The personal touch

Three years ago, I was agonizing over how much objectivity I should be going for in my reviews. I took the examples of old-school (at least now they would be old-school, I guess) independent internet music critics George Starostin and Mark Prindle, two guys whose work I equally admired but who had very different approaches. Even though I’d had this blog since 2013, I never really thought much about this question or about my own writing here until about 2019, and by that time I’d realized that a lot of what I had written previously wasn’t that great — I felt this kind of self-examination would help improve my work here.

Well now it’s three years later, and I don’t know whether I’ve improved at all. I “solved” the problem of how I should use ratings in my reviews by not using ratings anymore, and as for the Starostin/Prindle spectrum or whatever you’d call it, I think I’ve more or less fallen somewhere in the middle of it. Not exactly by choice — I write most of my posts in a nearly stream-of-consciousness style, usually all at once or maybe in two sittings and with barely any editing, which probably explains a lot of the mistakes and post-posting edits I end up having to make. So I can’t say I’m really thinking very consciously about how objective or subjective I’m being in a review, but I write in what I feel is a natural way.

One question I still wonder about, and that this Blaugust daily posting challenge raised for me, is how personal I should be in these posts. I’ve written about some personal matters this month, but the fact is this has always been partly a personal blog — I complain about my petty problems sometimes, but I also try to connect with readers on some personal level. I think the enjoyment of art, in a very broad sense what my site is all about, can’t be separated from the person talking about it. Our personalities affect how we see art, after all; it’s not just impossible to view art in an objective vacuum but would be useless even if it were possible.
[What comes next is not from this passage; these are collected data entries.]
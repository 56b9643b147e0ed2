//! Fail-fast supervision: the whole group lives and dies together.
use std::{
    sync::{Arc, mpsc},
    thread,
    time::{Duration, Instant},
};

use tracing::{error, info, warn};

use crate::{
    daemon::Supervised,
    fault::{self, Fault, FaultReceiver, FaultSender},
};

/// How a group stop ended.
#[derive(Debug, Clone, Copy, PartialEq, Eq)]
pub enum StopOutcome {
    /// Every graceful stop returned before the deadline.
    Graceful,
    /// The deadline passed with graceful stops still running.
    TimedOut,
}

/// A set of daemons started together and torn down on the first fault.
pub struct Group {
    daemons: Vec<Arc<dyn Supervised>>,
    timeout: Duration,
}

impl Group {
    pub fn new(daemons: Vec<Arc<dyn Supervised>>, timeout: Duration) -> Self {
        Self { daemons, timeout }
    }

    /// Starts every daemon, waits for the first fault, then stops the group.
    pub fn run(&self) -> Fault {
        let (faults_tx, faults_rx) = fault::channel();
        self.run_with(faults_tx, faults_rx)
    }

    /// Like [`Group::run`] on a caller-provided channel, so faults from outside the
    /// group (a termination signal) can end it too.
    ///
    /// Disabled daemons are left out entirely: never started, stopped or killed.
    pub fn run_with(&self, faults_tx: FaultSender, faults_rx: FaultReceiver) -> Fault {
        let (members, skipped): (Vec<_>, Vec<_>) = self
            .daemons
            .iter()
            .cloned()
            .partition(|daemon| daemon.is_enabled());
        for daemon in &skipped {
            info!("Daemon '{}' is disabled; not starting it", daemon.name());
        }

        for daemon in &members {
            daemon.start(&faults_tx);
        }
        info!("Started {} daemon(s)", members.len());

        // Keeping our own sender alive means `recv` cannot fail while we wait.
        let fault = faults_rx.recv().unwrap_or(Fault::Terminated);
        error!("{fault}");

        stop_all(&members, self.timeout);
        fault
    }
}

/// Stops every daemon concurrently, then kills them all.
///
/// Each graceful stop gets its own thread. If they have not all returned after
/// `timeout` they are abandoned. Every daemon is force-killed afterwards either way,
/// which is a no-op for the ones that already went away. Returns after roughly
/// `timeout` at most.
pub fn stop_all(daemons: &[Arc<dyn Supervised>], timeout: Duration) -> StopOutcome {
    let started = Instant::now();
    let (done_tx, done_rx) = mpsc::channel::<()>();

    {
        let daemons = daemons.to_vec();
        thread::spawn(move || {
            let stops: Vec<_> = daemons
                .into_iter()
                .map(|daemon| {
                    thread::spawn(move || {
                        info!("Stopping daemon '{}'", daemon.name());
                        daemon.stop();
                    })
                })
                .collect();
            for stop in stops {
                let _ = stop.join();
            }
            let _ = done_tx.send(());
        });
    }

    let outcome = match done_rx.recv_timeout(timeout) {
        Ok(()) => StopOutcome::Graceful,
        Err(_) => {
            warn!(
                "Graceful stop did not finish within {:?}; killing remaining daemons",
                timeout
            );
            StopOutcome::TimedOut
        }
    };

    for daemon in daemons {
        daemon.kill();
    }

    info!("Group stopped in {:?} ({outcome:?})", started.elapsed());
    outcome
}
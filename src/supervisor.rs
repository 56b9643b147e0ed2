//! Self-healing supervision: a reconciler keeps every daemon in its desired state while
//! the control channel lets clients change that state, until shutdown stops them all.
use std::{
    sync::{Arc, mpsc},
    thread,
    time::Duration,
};

use tracing::{error, info, warn};

use crate::{
    config::Config,
    control::{self, ControlServer},
    daemon::{self, Supervised},
    error::SupervisorError,
    fault::{self, FaultReceiver},
    group::{self, StopOutcome},
    reconcile::Reconciler,
};

/// Long-lived self-healing supervisor: keeps every daemon in its desired state and
/// lets clients toggle that state over the control channel.
pub struct Supervisor {
    daemons: Vec<Arc<dyn Supervised>>,
    control_addr: String,
    interval: Duration,
    timeout: Duration,
}

impl Supervisor {
    /// Creates a supervisor for every daemon in `config`.
    pub fn new(config: &Config) -> Result<Self, SupervisorError> {
        Ok(Self::with_daemons(
            daemon::daemon_set(config),
            config.control_addr()?,
            config.interval(),
            config.timeout(),
        ))
    }

    /// Creates a supervisor over an explicit daemon set.
    pub fn with_daemons(
        daemons: Vec<Arc<dyn Supervised>>,
        control_addr: impl Into<String>,
        interval: Duration,
        timeout: Duration,
    ) -> Self {
        Self {
            daemons,
            control_addr: control_addr.into(),
            interval,
            timeout,
        }
    }

    /// Runs until `shutdown` fires (or its sender goes away), then stops every daemon.
    pub fn run(&self, shutdown: mpsc::Receiver<()>) -> Result<(), SupervisorError> {
        let (faults_tx, faults_rx) = fault::channel();
        spawn_fault_log(faults_rx)?;

        let reconciler =
            Reconciler::new(self.daemons.clone(), self.interval, faults_tx.clone()).spawn()?;

        let server = match ControlServer::bind(
            &self.control_addr,
            Arc::new(control::registry(&self.daemons)),
            faults_tx,
            Some(reconciler.nudger()),
        ) {
            Ok(server) => server,
            Err(err) => {
                error!("Failed to bind control server on {}: {err}", self.control_addr);
                reconciler.shutdown();
                group::stop_all(&self.daemons, self.timeout);
                return Err(err.into());
            }
        };

        info!("Supervisor running with {} daemon(s)", self.daemons.len());
        let _ = shutdown.recv();
        info!("Supervisor shutting down");

        server.shutdown();
        reconciler.shutdown();
        if group::stop_all(&self.daemons, self.timeout) == StopOutcome::TimedOut {
            warn!("Some daemons had to be killed after {:?}", self.timeout);
        }

        Ok(())
    }
}

/// Logs every fault. Recovery is the reconciler's job, so nothing else happens here.
fn spawn_fault_log(faults: FaultReceiver) -> Result<(), SupervisorError> {
    thread::Builder::new()
        .name("fault-log".into())
        .spawn(move || {
            for fault in faults {
                warn!("{fault}");
            }
        })?;
    Ok(())
}
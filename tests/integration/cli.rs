#[path = "common/mod.rs"]
mod common;

use assert_cmd::Command;
use common::{free_port, hydre_bin, write_config};
use predicates::prelude::*;
use tempfile::tempdir;

#[test]
fn missing_config_exits_with_config_failure() {
    let temp = tempdir().expect("failed to create tempdir");
    let missing = temp.path().join("absent.yml");

    Command::new(hydre_bin())
        .arg("run")
        .arg("--config")
        .arg(&missing)
        .assert()
        .code(2)
        .stderr(predicate::str::contains("Failed to read config file"));
}

#[test]
fn config_path_comes_from_the_environment() {
    let temp = tempdir().expect("failed to create tempdir");
    let config = write_config(temp.path(), "daemons:\n  web:\n    command: [\n");

    Command::new(hydre_bin())
        .arg("run")
        .env("HYDRE_CONFIGURATION_FILE", &config)
        .assert()
        .code(2)
        .stderr(predicate::str::contains("Invalid YAML format"));
}

#[test]
fn unset_variable_in_config_is_rejected() {
    let temp = tempdir().expect("failed to create tempdir");
    let config = write_config(
        temp.path(),
        "daemons:\n  web:\n    command: ${HYDRE_CLI_TEST_UNSET_BINARY}\n",
    );

    Command::new(hydre_bin())
        .arg("run")
        .arg("--config")
        .arg(&config)
        .env_remove("HYDRE_CLI_TEST_UNSET_BINARY")
        .assert()
        .code(2)
        .stderr(predicate::str::contains("HYDRE_CLI_TEST_UNSET_BINARY"));
}

#[test]
fn control_commands_need_a_port() {
    let temp = tempdir().expect("failed to create tempdir");
    let config = write_config(temp.path(), "daemons:\n  web:\n    command: sleep 30\n");

    Command::new(hydre_bin())
        .args(["stop", "web", "--config"])
        .arg(&config)
        .assert()
        .code(2)
        .stderr(predicate::str::contains("port"));
}

#[test]
fn unreachable_supervisor_is_an_error() {
    let temp = tempdir().expect("failed to create tempdir");
    let config = write_config(
        temp.path(),
        &format!(
            "port: {}\ndaemons:\n  web:\n    command: sleep 30\n",
            free_port()
        ),
    );

    Command::new(hydre_bin())
        .args(["start", "web", "--quiet", "--config"])
        .arg(&config)
        .assert()
        .code(1)
        .stdout(predicate::str::is_empty());
}

#[test]
fn empty_group_runs_until_terminated() {
    let temp = tempdir().expect("failed to create tempdir");
    let config = write_config(temp.path(), "timeout: 1\n");

    let mut hydre = common::Background::spawn(&["run"], &config);
    std::thread::sleep(std::time::Duration::from_millis(500));
    let status = hydre.stop_with(nix::sys::signal::Signal::SIGINT);

    assert_eq!(status.code(), Some(0));
}

#[test]
fn help_lists_every_mode() {
    Command::new(hydre_bin())
        .arg("--help")
        .assert()
        .success()
        .stdout(
            predicate::str::contains("run")
                .and(predicate::str::contains("supervise"))
                .and(predicate::str::contains("start"))
                .and(predicate::str::contains("stop")),
        );
}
But then I still want to keep readers’ interest, and I can’t pretend I’m someone anyone should give a flying fuck about. One of the things that annoys me about a few prominent anime YouTubers, for instance, is their tendency to let their personalities overshadow whatever anime they’re actually talking about. As much as I liked Mark Prindle’s reviews, he could also fall into this very occasionally, talking about family problems or his feelings about religion for three paragraphs in a totally unrelated album review. That was just his style and something you had to expect from him, and it was rare that he’d go into that kind of personal depth in a way that wasn’t actually connected to the music he was talking about from what I remember, but it was still noticeable.

Then again, I might have done the same on this site. I think it’s best to maintain a balance in these cases, anyway, and I’ll do my best to keep that balance. None of this is to say fully personal blogs are bad — they can be interesting, but that’s also not what I’m going for, and anyway I present this site as a game, anime, and sometimes music review/analysis blog, and presumably that’s what most people come here for. And that’s what I want to give readers: my feelings and opinions about art. But again, I don’t think it’s possible to talk about art without getting a little personal at least, unless you’re going for an extremely dry sort of “here’s what this work is composed of and when it was made” sort of wiki style that I have no interest in doing myself, because it would be personally boring for me to write and wouldn’t provide any value to readers.

As a side question to the writers reading: how personal do you like to get in your posts? We all have different styles, so it might be interesting to gauge that here.